Hey, How About We Just Let Christmas Cards Die?

It’s getting harder and harder to find comfort and joy these days.


christmas cards

Do we really need to send Christmas cards every year? | Photograph by Clint Blowers, family card photograph by Flashy Mama Photography/Jen Scott

My dad retired from his job when he turned 60, which was way too young. I know it was too young because he spent the remaining 20-some years of his life plotting the Christmas letter he’d always wanted to send. We weren’t a family that sent Christmas letters, mind you; that was part of the inspiration. Three score years of reading other people’s chipper annual roundups of all the glad tidings they could eke out of life’s existential despair left Dad proposing his own less varnished takes on a fictionalized family’s travails.

“How about this,” he’d propose around Thanksgiving, when the first holiday missives from friends started to dribble in. “‘We’re all of us looking forward to May, as that’s when Cousin Joe will get sprung from the pen. We’re sure he’ll be a changed man after seven long years. But just in case, when you come for a visit, don’t leave the keys in your car!’”

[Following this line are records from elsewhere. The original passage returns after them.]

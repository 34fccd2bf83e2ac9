use std::time::Duration;

use questline_core::{
    EntityClassId, EntityId, EntityRole, Faction, Message, ObjectiveState, PositionKind,
    QuestCode, QuestHandle, QuestState, SpawnerConfig, TargetKind, Vec2, Vec3,
};
use questline_system_events::EventBus;
use questline_system_objectives::{
    AirDrop, AirDropConfig, AirDropWait, CountDown, CountDownConfig, CountdownLength, Journal,
    JournalSnapshot, KillCount, Objective, ObjectiveEffect, ObjectiveEnv, ObjectiveKind, Quest,
    QuestData, ReachPoint, ReachPointConfig, StayNear, StayNearConfig, TargetProgress,
    AIR_SUPPLY_CRATE,
};
use questline_world::{apply, flush_events, EntityHost, SimWorld, SpawnOrder, WorldCommand};

const DAY: f32 = 3600.0;

struct Harness {
    world: SimWorld,
    bus: EventBus,
    journal: Journal,
    player: EntityId,
    effects: Vec<ObjectiveEffect>,
}

impl Harness {
    fn new() -> Self {
        let mut world = SimWorld::default();
        let player = world.add_player(Vec3::new(0.0, 70.0, 0.0), 1);
        Self {
            world,
            bus: EventBus::new(),
            journal: Journal::new(player),
            player,
            effects: Vec::new(),
        }
    }

    fn start(&mut self, quest: Quest) -> QuestHandle {
        let handle = self.journal.add(quest);
        let env = ObjectiveEnv {
            player: self.player,
            world: &self.world,
            bus: &self.bus,
            day_length_secs: DAY,
        };
        assert!(self.journal.start(handle, env, &mut self.effects));
        handle
    }

    fn tick(&mut self, seconds: f32) {
        let env = ObjectiveEnv {
            player: self.player,
            world: &self.world,
            bus: &self.bus,
            day_length_secs: DAY,
        };
        self.journal
            .update(Duration::from_secs_f32(seconds), env, &mut self.effects);
    }

    fn fail(&mut self, handle: QuestHandle) {
        let env = ObjectiveEnv {
            player: self.player,
            world: &self.world,
            bus: &self.bus,
            day_length_secs: DAY,
        };
        assert!(self.journal.fail(handle, env, &mut self.effects));
    }

    fn command(&mut self, command: WorldCommand) {
        let mut events = Vec::new();
        apply(&mut self.world, command, &mut events);
        self.bus.publish_all(&events);
    }

    fn move_player(&mut self, position: Vec3) {
        self.command(WorldCommand::MoveEntity {
            entity: self.player,
            position,
        });
    }

    fn spawn(&mut self, class: EntityClassId, role: EntityRole, position: Vec3) -> EntityId {
        let entity = self
            .world
            .spawn(SpawnOrder {
                class,
                role,
                position,
                yaw_degrees: 0.0,
                velocity: Vec3::ZERO,
                spawned_by: Some(self.player),
            })
            .expect("spawn inside the world");
        let mut events = Vec::new();
        flush_events(&mut self.world, &mut events);
        self.bus.publish_all(&events);
        entity
    }

    fn kill(&mut self, entity: EntityId, killer: Option<EntityId>) {
        self.command(WorldCommand::KillEntity { entity, killer });
    }

    fn take_effects(&mut self) -> Vec<ObjectiveEffect> {
        std::mem::take(&mut self.effects)
    }

    fn quest(&self, handle: QuestHandle) -> &Quest {
        self.journal.quest(handle).expect("quest is in the journal")
    }

    fn data_mut(&mut self, handle: QuestHandle) -> &mut QuestData {
        self.journal
            .quests_mut()
            .iter_mut()
            .find(|quest| quest.handle() == handle)
            .expect("quest is in the journal")
            .data_mut()
    }
}

fn sent(effects: &[ObjectiveEffect]) -> Vec<&Message> {
    effects
        .iter()
        .filter_map(|effect| match effect {
            ObjectiveEffect::Send(message) => Some(message),
            _ => None,
        })
        .collect()
}

fn reach_quest(config: ReachPointConfig) -> Quest {
    Quest::new("fetch", QuestCode::new(7), Faction::new(1))
        .with_giver(EntityId::new(99), Vec3::new(5.0, 70.0, 5.0))
        .with_objective(Objective::new("goto", 1, ReachPoint::new(config)))
}

fn countdown(seconds: f32, fail_when_zero: bool) -> CountDown {
    CountDown::new(CountDownConfig {
        length: CountdownLength::Seconds(seconds),
        fail_when_zero,
        ..CountDownConfig::default()
    })
}

fn horde_config(needed: u32) -> SpawnerConfig {
    let mut config = SpawnerConfig {
        needed_kills: needed,
        ..SpawnerConfig::default()
    };
    config.add_spawn_groups("zombies");
    config
}

fn progress(harness: &Harness, handle: QuestHandle, index: usize) -> Option<TargetProgress> {
    harness.quest(handle).objectives()[index].target_progress()
}

#[test]
fn reach_point_negotiates_target_then_completes() {
    let mut harness = Harness::new();
    let handle = harness.start(reach_quest(ReachPointConfig::default()));
    harness.tick(0.1);

    let effects = harness.take_effects();
    let messages = sent(&effects);
    let [Message::PositionRequest(request)] = messages[..] else {
        panic!("expected exactly one position request, got {effects:?}");
    };
    assert_eq!(request.code, QuestCode::new(7));
    assert_eq!(request.target, TargetKind::FlatArea);
    assert_eq!(request.position, Vec3::new(5.0, 70.0, 5.0), "anchored at the giver");
    assert!(request.ticket.is_some());
    assert_eq!(
        harness.quest(handle).data().pending_ticket(),
        request.ticket
    );
    assert_eq!(
        progress(&harness, handle, 0),
        Some(TargetProgress::WaitingForHostAnswer)
    );

    harness.tick(0.1);
    assert!(sent(&harness.take_effects()).is_empty(), "no duplicate request");

    let target = Vec3::new(50.0, 70.0, 0.0);
    let _ = harness
        .data_mut(handle)
        .set_position_data(PositionKind::NewTarget, target);
    harness.tick(0.1);
    assert_eq!(progress(&harness, handle, 0), Some(TargetProgress::Active));
    assert_eq!(harness.quest(handle).data().position(), Some(target));
    assert_eq!(
        harness
            .quest(handle)
            .data()
            .position_data(PositionKind::Location),
        Some(target)
    );
    assert!(harness.take_effects().iter().any(|effect| matches!(
        effect,
        ObjectiveEffect::ShowMarker { kind: PositionKind::Location, position, .. } if *position == target
    )));

    harness.move_player(Vec3::new(45.0, 70.0, 0.0));
    harness.tick(1.0);
    assert_eq!(progress(&harness, handle, 0), Some(TargetProgress::Reached));
    assert_eq!(harness.quest(handle).state(), QuestState::ReadyForTurnIn);

    assert!(harness.journal.turn_in(handle));
    assert_eq!(harness.quest(handle).state(), QuestState::Completed);
    assert!(!harness.journal.turn_in(handle));
}

#[test]
fn first_phase_uses_existing_quest_position() {
    let mut harness = Harness::new();
    let mut quest = reach_quest(ReachPointConfig::default());
    quest.data_mut().set_position(Vec3::new(0.0, 70.0, 80.0));
    let handle = harness.start(quest);
    harness.tick(0.1);

    assert!(sent(&harness.take_effects()).is_empty());
    assert_eq!(progress(&harness, handle, 0), Some(TargetProgress::Active));
}

#[test]
fn unresolved_answer_fails_the_quest() {
    let mut harness = Harness::new();
    let handle = harness.start(reach_quest(ReachPointConfig::default()));
    harness.tick(0.1);
    let _ = harness.take_effects();

    harness.data_mut(handle).mark_unresolved();
    harness.tick(0.1);

    let quest = harness.quest(handle);
    assert_eq!(quest.state(), QuestState::Failed);
    assert_eq!(quest.objectives()[0].state(), ObjectiveState::Failed);
    assert_eq!(quest.data().positions().count(), 0, "position data is dropped");
    assert!(harness
        .take_effects()
        .iter()
        .any(|effect| matches!(effect, ObjectiveEffect::HideMarker { .. })));
}

#[test]
fn reuse_without_any_position_fails() {
    let mut harness = Harness::new();
    let handle = harness.start(reach_quest(ReachPointConfig {
        target: TargetKind::Reuse,
        ..ReachPointConfig::default()
    }));
    harness.tick(0.1);
    assert_eq!(harness.quest(handle).state(), QuestState::Failed);
    assert!(sent(&harness.take_effects()).is_empty(), "reuse never asks the host");
}

#[test]
fn revocable_reach_loses_completion_when_leaving() {
    let mut harness = Harness::new();
    let mut quest = reach_quest(ReachPointConfig {
        only_reach_once: false,
        ..ReachPointConfig::default()
    })
    .with_objective(Objective::new("hold", 1, countdown(100.0, false)));
    quest.data_mut().set_position(Vec3::new(30.0, 70.0, 0.0));
    let handle = harness.start(quest);

    harness.move_player(Vec3::new(28.0, 70.0, 0.0));
    harness.tick(0.1);
    let objective = &harness.quest(handle).objectives()[0];
    assert!(objective.is_complete());
    assert_eq!(objective.target_progress(), Some(TargetProgress::Reached));

    harness.move_player(Vec3::new(0.0, 70.0, 0.0));
    harness.tick(1.0);
    let objective = &harness.quest(handle).objectives()[0];
    assert!(!objective.is_complete());
    assert_eq!(objective.state(), ObjectiveState::InProgress);
    assert_eq!(objective.target_progress(), Some(TargetProgress::Active));
    assert_eq!(harness.quest(handle).state(), QuestState::InProgress);
}

#[test]
fn stay_near_warns_then_fails_after_leaving() {
    let mut harness = Harness::new();
    let mut quest = Quest::new("guard", QuestCode::new(3), Faction::new(0))
        .with_objective(Objective::new(
            "stay",
            1,
            StayNear::new(StayNearConfig {
                warning_sound: Some("alarm".to_owned()),
                ..StayNearConfig::default()
            }),
        ))
        .with_objective(Objective::new("hold", 1, countdown(60.0, false)));
    quest.data_mut().set_position(Vec3::new(0.0, 70.0, 0.0));
    let handle = harness.start(quest);

    harness.move_player(Vec3::new(10.0, 70.0, 0.0));
    harness.tick(0.5);
    assert_eq!(
        harness.quest(handle).objectives()[0].state(),
        ObjectiveState::Complete
    );

    harness.move_player(Vec3::new(40.0, 70.0, 0.0));
    harness.tick(0.5);
    assert_eq!(
        harness.quest(handle).objectives()[0].state(),
        ObjectiveState::Warning
    );
    assert!(harness.take_effects().iter().any(|effect| matches!(
        effect,
        ObjectiveEffect::PlayWarning { sound, .. } if sound == "alarm"
    )));

    harness.move_player(Vec3::new(0.0, 70.0, 60.0));
    harness.tick(0.5);
    assert_eq!(harness.quest(handle).state(), QuestState::Failed);
    assert!(harness
        .take_effects()
        .iter()
        .any(|effect| matches!(effect, ObjectiveEffect::StopWarning { .. })));
}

Or he might veer in a different direction: “‘Selma’s doing better after her recent fall. The doctors say she could hold on for another year if she’d just quit the drinking and smoking. Selma says they can shove it and she’ll outlive us all. Skol!’”

It’s not that his friends weren’t important to him; he was scrupulous about maintaining contact with old neighbors, classmates, distant relations. It was the relentless cheeriness of those Christmas summaries that got on his nerves. Judging by the mimeographed (and later Xeroxed, and later still computer-generated) pages tucked into the cards that arrived at Dad’s house bearing images of fat-cheeked Santas or spry cardinals on snow-drifted branches, life was a jolly caravan of fun and games upon which karma never descended, one where, in Garrison Keillor’s famous phrase, all the women were strong, all the men were good-looking, and all the children were above average. The problem is, if you live long enough, you realize that’s not true.

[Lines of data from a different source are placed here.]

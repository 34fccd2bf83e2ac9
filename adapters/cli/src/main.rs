#![deny(
    unsafe_code,
    missing_docs,
    dead_code,
    unused_results,
    non_snake_case,
    unreachable_pub
)]

//! Command-line adapter that plays quest scenarios against an in-process host.

mod journal_transfer;
mod scenario;

use std::path::PathBuf;

use anyhow::{Context, Result};
use clap::{Parser, Subcommand};
use questline_session::Session;

use scenario::{Report, Scenario, ScenarioFile};

#[derive(Debug, Parser)]
#[command(
    name = "questline",
    version,
    about = "Plays quest scenarios against an in-process host"
)]
struct Cli {
    /// Scenario file with optional `[session]` and `[horde]` tables.
    #[arg(long, global = true)]
    config: Option<PathBuf>,

    /// Overrides the session seed.
    #[arg(long, global = true)]
    seed: Option<u64>,

    /// Gives up after this many ticks.
    #[arg(long, global = true, default_value_t = 6_000)]
    max_ticks: u32,

    /// Prints the journal as a transfer string once the run ends.
    #[arg(long, global = true)]
    export: bool,

    #[command(subcommand)]
    command: Command,
}

#[derive(Debug, Subcommand)]
enum Command {
    /// Walk up to a location picked by the host.
    Reach,
    /// Fight a horde until enough kills are credited.
    Horde {
        /// Kills needed, overriding the scenario file.
        #[arg(long)]
        kills: Option<u32>,
    },
    /// Call in a supply drop and wait next to it until it lands.
    AirDrop,
    /// Lists the quests stored in a journal transfer string.
    Inspect {
        /// String printed by `--export`.
        journal: String,
    },
}

/// Entry point for the Questline command-line interface.
fn main() -> Result<()> {
    env_logger::Builder::from_env(env_logger::Env::default().default_filter_or("info")).init();
    let cli = Cli::parse();

    let mut file = match &cli.config {
        Some(path) => ScenarioFile::load(path)?,
        None => ScenarioFile::default(),
    };
    if let Some(seed) = cli.seed {
        file.session.seed = seed;
    }

    let scenario = match cli.command {
        Command::Reach => Scenario::Reach,
        Command::Horde { kills } => Scenario::horde(file.horde.take(), kills),
        Command::AirDrop => Scenario::AirDrop,
        Command::Inspect { journal } => return inspect(&journal),
    };

    let mut session = Session::new(file.session);
    let report = scenario::run(&mut session, &scenario, cli.max_ticks)?;
    print_report(&report);

    if cli.export {
        let snapshot = session
            .snapshot(report.player)
            .context("player journal disappeared")?;
        println!("{}", journal_transfer::encode(&snapshot)?);
    }
    Ok(())
}

fn print_report(report: &Report) {
    println!(
        "quest {} of player {}: {:?} after {} ticks",
        report.handle.get(),
        report.player.get(),
        report.state,
        report.ticks
    );
    if report.shots > 0 {
        println!("shots fired: {}", report.shots);
    }
    println!(
        "client -> host: {} messages, {} bytes",
        report.sent.messages, report.sent.bytes
    );
    println!(
        "host -> client: {} messages, {} bytes",
        report.answered.messages, report.answered.bytes
    );
}

fn inspect(journal: &str) -> Result<()> {
    let snapshot = journal_transfer::decode(journal).context("invalid journal string")?;
    println!(
        "journal of player {} with {} quests",
        snapshot.owner.get(),
        snapshot.quests.len()
    );
    for quest in &snapshot.quests {
        let position = quest
            .position
            .map_or_else(|| "unplaced".to_owned(), |position| position.to_string());
        println!(
            "  [{}] {} ({:?}, phase {}) at {position}",
            quest.handle.get(),
            quest.name,
            quest.state,
            quest.current_phase
        );
    }
    Ok(())
}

I’ve now lived long enough.

Twenty-nineteen has been a tough year for all of us, one that’s sapped the joie de vivre from stouter hearts than mine. The psycho in the White House and his dead-eyed bride. The Amazon rain forest on fire. Those interminable Democratic candidate debates. Sean Spicer on Dancing With the Stars. Like other Luddites who still send paper holiday cards, I now face the prospect of distilling 12 months of weary despair into an upbeat message of New Year’s hope and joy. Oh, sure, I could just sign a curt “Love to all! Sandy and Doug.” But I’m a writer. People expect a little more. I don’t do the full-fledged Christmas-letter thing; some Hingston family traditions remain sacrosanct, like never, ever visiting anyplace Disney. But I usually do pen a brief, witty summary of How Things Have Been Going Around Here inside my cards.

To complicate matters, I’ve been particularly unsocial this past year. Normally I make a point of visiting every summer with my assorted groups of far-flung friends — old college roommates, neighbors from pre-parenthood, a lovely bunch of buddies dating from middle school. I love the easy way we slip back into conversation after months-long hiatuses as though we were just off in the kitchen getting another beer. That part’s still easy, but the rest of traveling is increasingly hard. I have to remember to tote along all the cables and plugs and chargers any overnight journey entails, not to mention counting out and packing up the vast array of medications that are just barely keeping me alive. Who knows what damage a skipped dose of atorvastatin might wreak, or what ghastly microbes the lack of my daily probiotic could unleash?

Alas, it turns out that going to visit my friends might be better for my health than the probiotics. Scientists are falling all over themselves proving the value of friendships, especially as we age. Somewhat counterintuitively, a recent study showed that if you sacrifice your social circle to move across the country and live with your daughter, you’ll be less happy and healthy than if you stay put and go on having those lunches with your girlfriends. As physician Kelli Harding explained it recently in her book The Rabbit Effect, “There’s a social dimension to health that we’ve completely overlooked in our scramble to find the best and most cutting-edge personalized medical care.” The fact that a staggering 30 percent of millennials say they “always or often” feel lonely, compared to just 15 percent of my boomer cohort, might explain why we’re living long enough to completely ruin Social Security for them. That’s what friends are for.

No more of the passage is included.